§ **WORK ITEM**: Retype every entry below exactly as it stands.

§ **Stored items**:
»»

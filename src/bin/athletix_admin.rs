// ABOUTME: Operator utility for the Athletix engine database and macro derivation
// ABOUTME: Creates the schema at DATABASE_URL and prints derived macro targets as JSON
//
// SPDX-License-Identifier: MIT OR Apache-2.0
// Copyright (c) 2025 Athletix Contributors

//! Operator tool for the Athletix engine.
//!
//! Usage:
//! ```bash
//! # Create or upgrade the schema (uses DATABASE_URL from environment)
//! cargo run --bin athletix-admin -- migrate
//!
//! # Override database URL
//! cargo run --bin athletix-admin -- migrate --database-url sqlite:./data/athletix.db
//!
//! # Print macro targets for a calorie goal
//! cargo run --bin athletix-admin -- macros --calories 2000 --goal muscle_gain
//! ```

use anyhow::{bail, Result};
use athletix_engine::config::{DatabaseUrl, EngineConfig};
use athletix_engine::database::Database;
use athletix_engine::intelligence::{derive_macros, MacroSplit};
use athletix_engine::logging::{LogFormat, LoggingConfig};
use athletix_engine::models::FitnessGoal;
use clap::{Parser, Subcommand};
use serde_json::json;
use tracing::info;

#[derive(Parser)]
#[command(
    name = "athletix-admin",
    about = "Athletix engine operator tool",
    long_about = "Create the Athletix engine schema and inspect macro target derivation"
)]
struct AdminArgs {
    /// Enable verbose logging
    #[arg(long, short = 'v', global = true)]
    verbose: bool,

    #[command(subcommand)]
    command: Command,
}

#[derive(Subcommand)]
enum Command {
    /// Create the database schema
    Migrate {
        /// Database URL override
        #[arg(long)]
        database_url: Option<String>,
    },
    /// Print protein, carbohydrate, and fat targets for a calorie goal
    Macros {
        /// Daily calorie target in kcal
        #[arg(long)]
        calories: i64,

        /// Fitness goal (`weight_loss`, `muscle_gain`, `endurance`, ...)
        #[arg(long, default_value = "general_fitness")]
        goal: String,
    },
}

#[tokio::main]
async fn main() -> Result<()> {
    let args = AdminArgs::parse();

    let logging = LoggingConfig {
        level: if args.verbose { "debug" } else { "warn" }.into(),
        format: LogFormat::Compact,
        ..LoggingConfig::from_env()
    };
    logging.init()?;

    match args.command {
        Command::Migrate { database_url } => migrate(database_url).await,
        Command::Macros { calories, goal } => print_macros(calories, &goal),
    }
}

async fn migrate(database_url: Option<String>) -> Result<()> {
    let mut config = EngineConfig::from_env()?;
    if let Some(url) = database_url {
        config.database.url = DatabaseUrl::parse_url(&url)?;
    }

    info!("Connecting to database: {}", config.database.url);
    let db = Database::connect(&config.database).await?;
    db.migrate().await?;
    info!("Schema ready at {}", config.database.url);
    Ok(())
}

fn print_macros(calories: i64, goal: &str) -> Result<()> {
    let Ok(calories) = u32::try_from(calories) else {
        bail!("--calories must be between 0 and {}", u32::MAX);
    };
    if calories == 0 {
        bail!("--calories must be positive");
    }

    let goal = FitnessGoal::parse(goal);
    let split = MacroSplit::for_goal(goal);
    let targets = derive_macros(calories, goal);

    let output = json!({
        "calories": calories,
        "goal": goal.as_str(),
        "split": split,
        "targets": targets,
    });
    println!("{}", serde_json::to_string_pretty(&output)?);
    Ok(())
}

««

§ **RESPONSE FOR THIS EXERCISE**:
filename src/bin/athletix_admin.rs
// ABOUTME: Operator utility for the Athletix engine database and macro derivation
// ABOUTME: Creates the schema at DATABASE_URL and prints derived macro targets as JSON
//
// SPDX-License-Identifier: MIT OR Apache-2.0
// Copyright (c) 2025 Athletix Contributors

//! Operator tool for the Athletix engine.
//!
//! Usage:
//! ```bash
//! # Create or upgrade the schema (uses DATABASE_URL from environment)
//! cargo run --bin athletix-admin -- migrate
//!
//! # Override database URL
//! cargo run --bin athletix-admin -- migrate --database-url sqlite:./data/athletix.db
//!
//! # Print macro targets for a calorie goal
//! cargo run --bin athletix-admin -- macros --calories 2000 --goal muscle_gain
//! ```

use anyhow::{bail, Result};
use athletix_engine::config::{DatabaseUrl, EngineConfig};
use athletix_engine::database::Database;
use athletix_engine::intelligence::{derive_macros, MacroSplit};
use athletix_engine::logging::{LogFormat, LoggingConfig};
use athletix_engine::models::FitnessGoal;
use clap::{Parser, Subcommand};
use serde_json::json;
use tracing::info;

#[derive(Parser)]
#[command(
    name = "athletix-admin",
    about = "Athletix engine operator tool",
    long_about = "Create the Athletix engine schema and inspect macro target derivation"
)]
struct AdminArgs {
    /// Enable verbose logging
    #[arg(long, short = 'v', global = true)]
    verbose: bool,

    #[command(subcommand)]
    command: Command,
}

#[derive(Subcommand)]
enum Command {
    /// Create the database schema
    Migrate {
        /// Database URL override
        #[arg(long)]
        database_url: Option<String>,
    },
    /// Print protein, carbohydrate, and fat targets for a calorie goal
    Macros {
        /// Daily calorie target in kcal
        #[arg(long)]
        calories: i64,

        /// Fitness goal (`weight_loss`, `muscle_gain`, `endurance`, ...)
        #[arg(long, default_value = "general_fitness")]
        goal: String,
    },
}

#[tokio::main]
async fn main() -> Result<()> {
    let args = AdminArgs::parse();

    let logging = LoggingConfig {
        level: if args.verbose { "debug" } else { "warn" }.into(),
        format: LogFormat::Compact,
        ..LoggingConfig::from_env()
    };
    logging.init()?;

    match args.command {
        Command::Migrate { database_url } => migrate(database_url).await,
        Command::Macros { calories, goal } => print_macros(calories, &goal),
    }
}

async fn migrate(database_url: Option<String>) -> Result<()> {
    let mut config = EngineConfig::from_env()?;
    if let Some(url) = database_url {
        config.database.url = DatabaseUrl::parse_url(&url)?;
    }

    info!("Connecting to database: {}", config.database.url);
    let db = Database::connect(&config.database).await?;
    db.migrate().await?;
    info!("Schema ready at {}", config.database.url);
    Ok(())
}

fn print_macros(calories: i64, goal: &str) -> Result<()> {
    let Ok(calories) = u32::try_from(calories) else {
        bail!("--calories must be between 0 and {}", u32::MAX);
    };
    if calories == 0 {
        bail!("--calories must be positive");
    }

    let goal = FitnessGoal::parse(goal);
    let split = MacroSplit::for_goal(goal);
    let targets = derive_macros(calories, goal);

    let output = json!({
        "calories": calories,
        "goal": goal.as_str(),
        "split": split,
        "targets": targets,
    });
    println!("{}", serde_json::to_string_pretty(&output)?);
    Ok(())
}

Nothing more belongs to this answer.